──────── Records
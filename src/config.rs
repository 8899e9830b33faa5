//! Global configuration parsing, validation, and environment overrides.

use std::collections::BTreeMap;
use std::env;
use std::fs;
use std::path::{Path, PathBuf};
use std::time::Duration;

use serde::Deserialize;
use tracing::debug;

use crate::machine::transport::SpawnConfig;
use crate::{AppError, Result};

/// Environment variable overriding [`GlobalConfig::executable`].
pub const EXECUTABLE_ENV: &str = "CSEND_EXECUTABLE";

/// Environment variable overriding [`GlobalConfig::identity`].
pub const IDENTITY_ENV: &str = "CSEND_IDENTITY";

/// Timeout values (seconds) for the machine-mode client.
#[derive(Debug, Clone, Deserialize, PartialEq, Eq)]
#[serde(rename_all = "snake_case")]
pub struct TimeoutConfig {
    /// Maximum wait for the child's `ready` frame.
    #[serde(default = "default_startup_seconds")]
    pub startup_seconds: u64,
    /// Default deadline for a correlated response.
    #[serde(default = "default_response_seconds")]
    pub response_seconds: u64,
    /// Grace period for each shutdown escalation step.
    #[serde(default = "default_shutdown_grace_seconds")]
    pub shutdown_grace_seconds: u64,
}

impl Default for TimeoutConfig {
    fn default() -> Self {
        Self {
            startup_seconds: default_startup_seconds(),
            response_seconds: default_response_seconds(),
            shutdown_grace_seconds: default_shutdown_grace_seconds(),
        }
    }
}

fn default_startup_seconds() -> u64 {
    5
}

fn default_response_seconds() -> u64 {
    2
}

fn default_shutdown_grace_seconds() -> u64 {
    2
}

/// Chatbot behaviour settings.
#[derive(Debug, Clone, Deserialize, PartialEq, Eq)]
#[serde(rename_all = "snake_case")]
pub struct BotConfig {
    /// Greeting broadcast on start and sent to newly joined peers.
    #[serde(default = "default_greeting")]
    pub greeting: String,
    /// Maximum retained conversation turns per user.
    #[serde(default = "default_max_context")]
    pub max_context: usize,
    /// Maximum messages per user inside the rate window.
    #[serde(default = "default_rate_limit")]
    pub rate_limit: usize,
    /// Width of the sliding rate window.
    #[serde(default = "default_rate_window_seconds")]
    pub rate_window_seconds: u64,
    /// Delay before greeting a peer that just joined.
    #[serde(default = "default_peer_greeting_delay_ms")]
    pub peer_greeting_delay_ms: u64,
    /// Text returned by `!about`.
    #[serde(default = "default_about")]
    pub about: String,
    /// Reply used by the built-in responder.
    #[serde(default = "default_fallback_reply")]
    pub fallback_reply: String,
}

impl Default for BotConfig {
    fn default() -> Self {
        Self {
            greeting: default_greeting(),
            max_context: default_max_context(),
            rate_limit: default_rate_limit(),
            rate_window_seconds: default_rate_window_seconds(),
            peer_greeting_delay_ms: default_peer_greeting_delay_ms(),
            about: default_about(),
            fallback_reply: default_fallback_reply(),
        }
    }
}

fn default_greeting() -> String {
    "Hello! I'm a CSend bot. How can I help you today?".into()
}

fn default_max_context() -> usize {
    20
}

fn default_rate_limit() -> usize {
    20
}

fn default_rate_window_seconds() -> u64 {
    60
}

fn default_peer_greeting_delay_ms() -> u64 {
    1000
}

fn default_about() -> String {
    "I'm a bot attached to this CSend network. I keep per-user context and can \
     help several people at once."
        .into()
}

fn default_fallback_reply() -> String {
    "I'm having trouble connecting to my AI service right now. Please try again in a moment."
        .into()
}

/// Documentation and log search locations.
#[derive(Debug, Clone, Default, Deserialize, PartialEq, Eq)]
#[serde(rename_all = "snake_case")]
pub struct SearchConfig {
    /// Directory holding `*.txt` reference documents.
    #[serde(default)]
    pub docs_dir: Option<PathBuf>,
    /// Known platform logs: platform name → file path.
    #[serde(default)]
    pub log_files: BTreeMap<String, PathBuf>,
    /// External log filter script.
    #[serde(default)]
    pub filter_script: Option<PathBuf>,
}

fn default_identity() -> String {
    "bot".into()
}

/// Global configuration parsed from `config.toml`.
#[derive(Debug, Clone, Deserialize, PartialEq, Eq)]
#[serde(rename_all = "snake_case")]
pub struct GlobalConfig {
    /// Path to the CSend executable launched in machine mode.
    pub executable: PathBuf,
    /// Username announced to peers (`--machine-mode <identity>`).
    #[serde(default = "default_identity")]
    pub identity: String,
    /// Client timeouts.
    #[serde(default)]
    pub timeouts: TimeoutConfig,
    /// Chatbot behaviour.
    #[serde(default)]
    pub bot: BotConfig,
    /// Search collaborator locations.
    #[serde(default)]
    pub search: SearchConfig,
}

impl GlobalConfig {
    /// Load and validate configuration from a TOML file path.
    ///
    /// # Errors
    ///
    /// Returns `AppError::Config` if the file cannot be read or contains
    /// invalid TOML, or if validation fails.
    pub fn load_from_path(path: impl AsRef<Path>) -> Result<Self> {
        let raw = fs::read_to_string(path)
            .map_err(|err| AppError::Config(format!("failed to read config: {err}")))?;
        Self::from_toml_str(&raw)
    }

    /// Parse configuration from a TOML string and validate it.
    ///
    /// # Errors
    ///
    /// Returns `AppError::Config` if parsing or validation fails.
    pub fn from_toml_str(raw: &str) -> Result<Self> {
        let config: Self = toml::from_str(raw)?;
        config.validate()?;
        Ok(config)
    }

    /// Minimal configuration for an executable, with every default applied.
    #[must_use]
    pub fn for_executable(executable: impl Into<PathBuf>, identity: &str) -> Self {
        Self {
            executable: executable.into(),
            identity: identity.to_owned(),
            timeouts: TimeoutConfig::default(),
            bot: BotConfig::default(),
            search: SearchConfig::default(),
        }
    }

    /// Build the effective configuration for a command-line run.
    ///
    /// Precedence, lowest first: the config file (or defaults when there is
    /// none), the environment, then explicit flags.
    ///
    /// # Errors
    ///
    /// Returns `AppError::Config` if the file is unreadable or invalid, if no
    /// executable is known from any source, or if validation fails.
    pub fn resolve(
        path: Option<&Path>,
        executable: Option<PathBuf>,
        identity: Option<String>,
    ) -> Result<Self> {
        let mut config = match path {
            Some(path) => Self::load_from_path(path)?,
            None => Self::for_executable(PathBuf::new(), &default_identity()),
        };
        config.apply_env_overrides();
        if let Some(executable) = executable {
            config.executable = executable;
        }
        if let Some(identity) = identity {
            config.identity = identity;
        }
        if config.executable.as_os_str().is_empty() {
            return Err(AppError::Config(format!(
                "no executable configured; pass --executable, set {EXECUTABLE_ENV}, or use --config"
            )));
        }
        config.validate()?;
        Ok(config)
    }

    /// Apply [`EXECUTABLE_ENV`] / [`IDENTITY_ENV`] overrides when set.
    pub fn apply_env_overrides(&mut self) {
        if let Ok(exe) = env::var(EXECUTABLE_ENV) {
            if !exe.is_empty() {
                debug!(executable = %exe, "executable overridden from environment");
                self.executable = PathBuf::from(exe);
            }
        }
        if let Ok(identity) = env::var(IDENTITY_ENV) {
            if !identity.is_empty() {
                debug!(identity = %identity, "identity overridden from environment");
                self.identity = identity;
            }
        }
    }

    /// Spawn parameters for launching the child in machine mode.
    #[must_use]
    pub fn spawn_config(&self) -> SpawnConfig {
        SpawnConfig::machine_mode(&self.executable, &self.identity)
    }

    /// Startup handshake window.
    #[must_use]
    pub fn startup_timeout(&self) -> Duration {
        Duration::from_secs(self.timeouts.startup_seconds)
    }

    /// Default correlated-response deadline.
    #[must_use]
    pub fn response_timeout(&self) -> Duration {
        Duration::from_secs(self.timeouts.response_seconds)
    }

    /// Grace period applied at each shutdown escalation step.
    #[must_use]
    pub fn shutdown_grace(&self) -> Duration {
        Duration::from_secs(self.timeouts.shutdown_grace_seconds)
    }

    /// Validate invariants that serde defaults cannot express.
    ///
    /// # Errors
    ///
    /// Returns `AppError::Config` describing the first violated rule.
    pub fn validate(&self) -> Result<()> {
        if self.executable.as_os_str().is_empty() {
            return Err(AppError::Config("executable must not be empty".into()));
        }

        if self.identity.trim().is_empty() {
            return Err(AppError::Config("identity must not be empty".into()));
        }

        if self.timeouts.startup_seconds == 0 {
            return Err(AppError::Config(
                "timeouts.startup_seconds must be greater than zero".into(),
            ));
        }

        if self.timeouts.response_seconds == 0 {
            return Err(AppError::Config(
                "timeouts.response_seconds must be greater than zero".into(),
            ));
        }

        if self.bot.rate_limit == 0 {
            return Err(AppError::Config(
                "bot.rate_limit must be greater than zero".into(),
            ));
        }

        if self.bot.max_context == 0 {
            return Err(AppError::Config(
                "bot.max_context must be greater than zero".into(),
            ));
        }

        Ok(())
    }
}
#![forbid(unsafe_code)]

//! Async client and chatbot for the CSend machine-mode protocol.
//!
//! [`machine`] is the request/response multiplexer over the child process;
//! [`commands`] and [`bot`] are built on top of it. [`search`] holds the
//! stateless documentation and log helpers used by `csend-ctl`.

pub mod bot;
pub mod commands;
pub mod config;
pub mod errors;
pub mod machine;
pub mod models;
pub mod search;

pub use config::GlobalConfig;
pub use errors::{AppError, Result};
────────────────
__Task description__: Copy the stretch of the records above that runs from the line with "if self.bot.rate_limit == 0" through the line with "#![forbid(unsafe_code)]". Both end lines belong in the copy, and nothing else does.

__Task solution__:
        if self.bot.rate_limit == 0 {
            return Err(AppError::Config(
                "bot.rate_limit must be greater than zero".into(),
            ));
        }

        if self.bot.max_context == 0 {
            return Err(AppError::Config(
                "bot.max_context must be greater than zero".into(),
            ));
        }

        Ok(())
    }
}
#![forbid(unsafe_code)]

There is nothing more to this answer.